Monday, January 26, 2009

Want to feel good about yourself?

Watch the Bachelor. These girls are absolutely crazy. I don't think they are going to be able to find a guy willing to be the next bachelor. I read somewhere that they test each potential contestant for STDs and they have to pass to be on the show, which I am sure is comforting for the Bachelor, since you get no such assurances out in the real world, but it should concern him that they are obviously skipping the psych tests. Or they are picking out all of the ones that fail.

I don't have to wonder why these girls are single. They have known this guy for a few days and they talk about how they are going to be married. They also beg to him to keep them there because he is so special to them.

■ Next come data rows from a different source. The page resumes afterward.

//! Shared fixtures for the integration tests.

#![allow(dead_code)]

use async_trait::async_trait;
use platen_cli::cli::Profile;
use platen_cli::config::{PlatenConfig, SitePaths};
use platen_cli::dev::{GenerateRequest, ServerManager, SiteBuilder, SiteGenerator};
use platen_cli::{BuildError, Result};
use std::fs;
use std::net::{IpAddr, Ipv4Addr};
use std::path::Path;
use std::sync::Arc;
use std::sync::atomic::{AtomicUsize, Ordering};
use std::time::Duration;
use tempfile::TempDir;

/// Generator that writes a one-page site and counts its runs.
///
/// With `fail_after = Some(n)`, every run after the n-th fails.
pub struct FakeGenerator {
    runs: AtomicUsize,
    fail_after: Option<usize>,
    delay: Duration,
}

impl FakeGenerator {
    pub fn new() -> Self {
        Self {
            runs: AtomicUsize::new(0),
            fail_after: None,
            delay: Duration::ZERO,
        }
    }

    pub fn failing_after(runs: usize) -> Self {
        Self {
            fail_after: Some(runs),
            ..Self::new()
        }
    }

    pub fn slow(delay: Duration) -> Self {
        Self {
            delay,
            ..Self::new()
        }
    }

    pub fn runs(&self) -> usize {
        self.runs.load(Ordering::SeqCst)
    }
}

#[async_trait]
impl SiteGenerator for FakeGenerator {
    fn name(&self) -> &str {
        "fake"
    }

    async fn generate(&self, request: &GenerateRequest) -> Result<String> {
        let run = self.runs.fetch_add(1, Ordering::SeqCst) + 1;
        if !self.delay.is_zero() {
            tokio::time::sleep(self.delay).await;
        }
        if self.fail_after.is_some_and(|limit| run > limit) {
            return Err(BuildError::GeneratorFailed {
                program: "fake".to_string(),
                status: "exit code 1".to_string(),
                output: format!("CRITICAL: run {} failed", run),
            }
            .into());
        }

        tokio::fs::create_dir_all(&request.output_dir).await?;
        tokio::fs::write(
            request.output_dir.join("index.html"),
            format!("<h1>run {}</h1>", run),
        )
        .await?;
        Ok(format!("Done: processed run {}", run))
    }

    async fn version(&self) -> Result<String> {
        Ok("fake 1.0".to_string())
    }
}

/// A project with a content directory and the default layout.
pub struct Site {
    pub temp: TempDir,
    pub paths: SitePaths,
}

impl Site {
    pub fn new() -> Self {
        let temp = TempDir::new().unwrap();
        let paths = PlatenConfig::default().paths(temp.path());
        fs::create_dir_all(paths.content_dir.join("posts")).unwrap();
        fs::write(paths.content_dir.join("posts/first.md"), "Title: First\n").unwrap();
        Self { temp, paths }
    }

    pub fn root(&self) -> &Path {
        self.temp.path()
    }

    pub fn builder(&self, generator: Arc<FakeGenerator>) -> Arc<SiteBuilder> {
        Arc::new(SiteBuilder::new(self.paths.clone(), generator))
    }

    pub fn manager(&self, generator: Arc<FakeGenerator>) -> Arc<ServerManager> {
        Arc::new(ServerManager::new(
            IpAddr::V4(Ipv4Addr::LOCALHOST),
            self.builder(generator),
        ))
    }

    pub fn write_collection(&self, csv: &str) {
        fs::write(&self.paths.collection_csv, csv).unwrap();
    }
}

pub const DEV: Profile = Profile::Development;

/// Wait until `check` holds, polling every 20ms for up to 5s.
pub async fn eventually(mut check: impl FnMut() -> bool) -> bool {
    for _ in 0..250 {
        if check() {
            return true;
        }
        tokio::time::sleep(Duration::from_millis(20)).await;
    }
    check()
}

/// Plain HTTP GET against a local server, returning the raw response.
pub async fn http_get(port: u16, path: &str) -> std::io::Result<String> {
    use tokio::io::{AsyncReadExt, AsyncWriteExt};

    let mut stream = tokio::net::TcpStream::connect(("127.0.0.1", port)).await?;
    let request = format!(
        "GET {} HTTP/1.1\r\nHost: localhost\r\nConnection: close\r\n\r\n",
        path
    );
    stream.write_all(request.as_bytes()).await?;
    let mut response = String::new();
    stream.read_to_string(&mut response).await?;
    Ok(response)
}
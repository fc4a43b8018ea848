//! Collection commands: `platen pages` and `platen project`.

use crate::cli::PagesArgs;
use crate::commands::utils::{Workspace, resolve_path};
use crate::error::{CliError, Result};
use crate::ui;
use chrono::NaiveDate;
use platen_collection::{PageGenerator, PagesReport, ProjectionOutcome};
use std::path::PathBuf;

/// Write a page for every fully identified machine that lacks one.
pub async fn pages(args: PagesArgs, workspace: &Workspace) -> Result<()> {
    ui::banner("pages");

    let date = page_date(&args, workspace);
    let out_dir = args
        .out_dir
        .as_deref()
        .map(|dir| resolve_path(dir, &workspace.paths.root))
        .unwrap_or_else(|| workspace.paths.pages_dir.clone());
    let csv = workspace.paths.collection_csv.clone();

    tracing::debug!(csv = %csv.display(), out = %out_dir.display(), %date, "generating pages");
    let report = tokio::task::spawn_blocking(move || generate_pages(csv, out_dir, date))
        .await
        .map_err(|e| CliError::Custom(format!("page generation panicked: {}", e)))??;

    for path in &report.generated {
        ui::info(&format!("Created {}", workspace.display_path(path)));
    }
    ui::success(&pages_summary(&report));
    Ok(())
}

/// Convert the collection CSV to the JSON read by the templates.
pub async fn project(workspace: &Workspace) -> Result<()> {
    ui::banner("project");

    let csv = workspace.paths.collection_csv.clone();
    let json = workspace.paths.collection_json.clone();
    let outcome = tokio::task::spawn_blocking(move || platen_collection::project(&csv, &json))
        .await
        .map_err(|e| CliError::Custom(format!("projection panicked: {}", e)))??;

    match outcome {
        ProjectionOutcome::Written {
            path,
            records,
            discarded,
        } => {
            ui::success(&format!(
                "Wrote {} records to {}",
                records,
                workspace.display_path(&path)
            ));
            if discarded > 0 {
                ui::info(&format!(
                    "Dropped {} rows without a brand or model",
                    discarded
                ));
            }
        }
        ProjectionOutcome::Skipped { csv } => {
            ui::warning(&format!(
                "{} not found; nothing to project",
                workspace.display_path(&csv)
            ));
        }
    }
    Ok(())
}

/// `--date`, then `collection.pageDate`, then today.
fn page_date(args: &PagesArgs, workspace: &Workspace) -> NaiveDate {
    args.date
        .or(workspace.config.collection.page_date)
        .unwrap_or_else(|| chrono::Local::now().date_naive())
}

fn generate_pages(csv: PathBuf, out_dir: PathBuf, date: NaiveDate) -> Result<PagesReport> {
    let records = platen_collection::read_records(&csv)?;
    Ok(PageGenerator::new(out_dir, date).generate(&records)?)
}

fn pages_summary(report: &PagesReport) -> String {
    format!(
        "{} page(s) created, {} already present, {} incomplete row(s) skipped",
        report.generated.len(),
        report.existing,
        report.incomplete
    )
}
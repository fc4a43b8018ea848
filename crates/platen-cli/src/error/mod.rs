//! Error handling for the Platen CLI.
//!
//! This module provides a hierarchical error type system using `thiserror`.
//! Every failure the toolkit can hit falls into one of four families, and each
//! one is caught at the component boundary and turned into an actionable
//! message rather than a crash:
//!
//! - **External tool failure** ([`BuildError::GeneratorFailed`]): the site
//!   generator exited non-zero; the captured output travels with the error.
//! - **Port in use** ([`ServerError::PortInUse`]): the OS refused the bind; the
//!   error carries a suggested alternate port.
//! - **Filesystem errors** ([`BuildError::CleanFailed`], [`CliError::Io`]).
//! - **Unexpected server termination**
//!   ([`ServerError::UnexpectedTermination`]): the background server died
//!   outside of an explicit stop.

mod miette;

pub use self::miette::cli_error_to_miette;

use std::net::SocketAddr;
use std::path::PathBuf;
use thiserror::Error;

/// Top-level CLI error type.
///
/// This is the primary error type returned by commands and by the build and
/// server components. It converts from domain-specific errors via `From`.
#[derive(Debug, Error)]
pub enum CliError {
    /// Configuration-related errors (invalid values, conflicting options, etc.)
    #[error("Configuration error: {0}")]
    Config(#[from] ConfigError),

    /// Build process errors (generator failures, cleaning failures, etc.)
    #[error("Build error: {0}")]
    Build(#[from] BuildError),

    /// Development server errors
    #[error("Server error: {0}")]
    Server(#[from] ServerError),

    /// Collection pipeline errors (CSV parsing, page writing)
    #[error("Collection error: {0}")]
    Collection(#[from] platen_collection::CollectionError),

    /// Invalid command-line arguments or options
    #[error("Invalid argument: {0}")]
    InvalidArgument(String),

    /// File or directory not found
    #[error("File not found: {}", .0.display())]
    FileNotFound(PathBuf),

    /// I/O errors from file system operations
    #[error("I/O error: {0}")]
    Io(#[from] std::io::Error),

    /// File watching errors
    #[error("File watcher error: {0}")]
    Watch(#[from] notify::Error),

    /// Another operation is still running
    #[error("Busy: {0}")]
    Busy(String),

    /// Generic errors with custom messages
    #[error("{0}")]
    Custom(String),
}

impl CliError {
    /// Check whether this error is a port conflict.
    pub fn is_port_in_use(&self) -> bool {
        matches!(self, CliError::Server(ServerError::PortInUse { .. }))
    }

    /// Captured generator output, if this is a generator failure.
    pub fn captured_output(&self) -> Option<&str> {
        match self {
            CliError::Build(BuildError::GeneratorFailed { output, .. }) if !output.is_empty() => {
                Some(output)
            }
            _ => None,
        }
    }
}

/// Configuration-specific errors.
///
/// These errors occur during config file loading, parsing, and validation.
#[derive(Debug, Error)]
pub enum ConfigError {
    /// Config file doesn't exist at the expected location
    #[error("Config file not found: {}\n\nHint: Create a platen.config.json file or pass --config <path>", .0.display())]
    NotFound(PathBuf),

    /// Mutually exclusive options were specified
    #[error("Conflicting options: {0}\n\nHint: These options cannot be used together")]
    ConflictingOptions(String),

    /// Missing required configuration field
    #[error("Missing required field: {field}\n\nHint: {hint}")]
    MissingField {
        /// Name of the missing field
        field: String,
        /// Helpful hint for providing the field
        hint: String,
    },

    /// Invalid value for a configuration option
    #[error("Invalid value for '{field}': {value}\n\nHint: {hint}")]
    InvalidValue {
        /// Name of the field with invalid value
        field: String,
        /// The invalid value
        value: String,
        /// Helpful hint for correct values
        hint: String,
    },

    /// I/O error while reading config
    #[error("Failed to read config file: {0}")]
    Io(#[from] std::io::Error),
}

/// Build process errors.
#[derive(Debug, Error)]
pub enum BuildError {
    /// The generator binary could not be spawned
    #[error("Site generator '{program}' could not be started: {source}\n\nHint: Install it (pip install pelican) or set \"generator\" in platen.config.json")]
    GeneratorNotFound {
        program: String,
        #[source]
        source: std::io::Error,
    },

    /// The generator ran and reported failure
    #[error("Site generator '{program}' failed ({status})")]
    GeneratorFailed {
        program: String,
        /// Exit status description ("exit code 1", "terminated by signal")
        status: String,
        /// Combined stdout/stderr of the run
        output: String,
    },

    /// Settings file for the selected profile is missing
    #[error("Settings file not found: {}\n\nHint: Check 'developmentSettings' / 'productionSettings' in platen.config.json", .0.display())]
    SettingsNotFound(PathBuf),

    /// Removing the output directory failed
    #[error("Failed to clean {}: {source}\n\nHint: Close programs holding files in the output directory", .path.display())]
    CleanFailed {
        path: PathBuf,
        #[source]
        source: std::io::Error,
    },
}

/// Development server errors.
#[derive(Debug, Error)]
pub enum ServerError {
    /// The OS refused the bind because the port is taken
    #[error("Port {port} is already in use\n\nHint: Try a different port: platen serve --port {suggested}")]
    PortInUse { port: u16, suggested: u16 },

    /// Binding failed for another reason
    #[error("Failed to bind to {addr}: {source}")]
    Bind {
        addr: SocketAddr,
        #[source]
        source: std::io::Error,
    },

    /// The background server did not confirm startup in time
    #[error("Server on port {port} did not start within {timeout_ms}ms")]
    StartTimeout { port: u16, timeout_ms: u64 },

    /// A session is already running on this manager
    #[error("Server is already running on port {port}")]
    AlreadyRunning { port: u16 },

    /// An operation needed a running server
    #[error("Server is not running\n\nHint: Use 'serve' to start it")]
    NotRunning,

    /// The background server died outside of an explicit stop
    #[error("Server on port {port} stopped unexpectedly: {reason}")]
    UnexpectedTermination { port: u16, reason: String },
}

impl ServerError {
    /// Classify a bind failure.
    pub fn from_bind(addr: SocketAddr, source: std::io::Error) -> Self {
        if source.kind() == std::io::ErrorKind::AddrInUse {
            ServerError::PortInUse {
                port: addr.port(),
                suggested: addr.port().saturating_add(1),
            }
        } else {
            ServerError::Bind { addr, source }
        }
    }
}

/// Result type alias using `CliError` as the default error type.
pub type Result<T, E = CliError> = std::result::Result<T, E>;

#[cfg(test)]
mod tests {
    use super::*;

    #[test]
    fn test_port_in_use_classification() {
        let addr: SocketAddr = "127.0.0.1:8000".parse().unwrap();
        let err = ServerError::from_bind(
            addr,
            std::io::Error::new(std::io::ErrorKind::AddrInUse, "address in use"),
        );
        assert!(matches!(
            err,
            ServerError::PortInUse {
                port: 8000,
                suggested: 8001
            }
        ));

        let cli: CliError = err.into();
        assert!(cli.is_port_in_use());
        assert!(cli.to_string().contains("--port 8001"));
    }

    #[test]
    fn test_other_bind_errors_are_not_port_in_use() {
        let addr: SocketAddr = "127.0.0.1:80".parse().unwrap();
        let err = ServerError::from_bind(
            addr,
            std::io::Error::new(std::io::ErrorKind::PermissionDenied, "denied"),
        );
        assert!(matches!(err, ServerError::Bind { .. }));
        assert!(!CliError::from(err).is_port_in_use());
    }

    #[test]
    fn test_generator_failed_keeps_output() {
        let err: CliError = BuildError::GeneratorFailed {
            program: "pelican".to_string(),
            status: "exit code 1".to_string(),
            output: "CRITICAL: settings not found".to_string(),
        }
        .into();

        assert!(err.to_string().contains("exit code 1"));
        assert_eq!(err.captured_output(), Some("CRITICAL: settings not found"));
    }

    #[test]
    fn test_generator_failed_empty_output() {
        let err: CliError = BuildError::GeneratorFailed {
            program: "pelican".to_string(),
            status: "exit code 2".to_string(),
            output: String::new(),
        }
        .into();
        assert_eq!(err.captured_output(), None);
    }

    #[test]
    fn test_config_error_invalid_value() {
        let err = ConfigError::InvalidValue {
            field: "port".to_string(),
            value: "0".to_string(),
            hint: "Use a port between 1 and 65535".to_string(),
        };
        let msg = err.to_string();
        assert!(msg.contains("Invalid value for 'port'"));
        assert!(msg.contains("Hint: Use a port"));
    }
}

This guy is going to need 8 or ten restraining orders before this show is over. I really hope he doesn't own a rabbit.

I'm surprised they can even hear him speak over the ticking of their biological clocks. Okay, that comment was a little mean, but I'm not the one spreading my desperation all over national TV here. If it makes you feel any better about my mean spirit one of the eliminated girls just said she was going home to use her electric tooth brush and give her puppy big french kisses. Can you believe he let that one go! Oh by the way, she's a dental hygienist. Hygiene, really you're frenching your dog and you are supposed to be concerned about oral hygiene. I hope I don't have any nightmares tonight.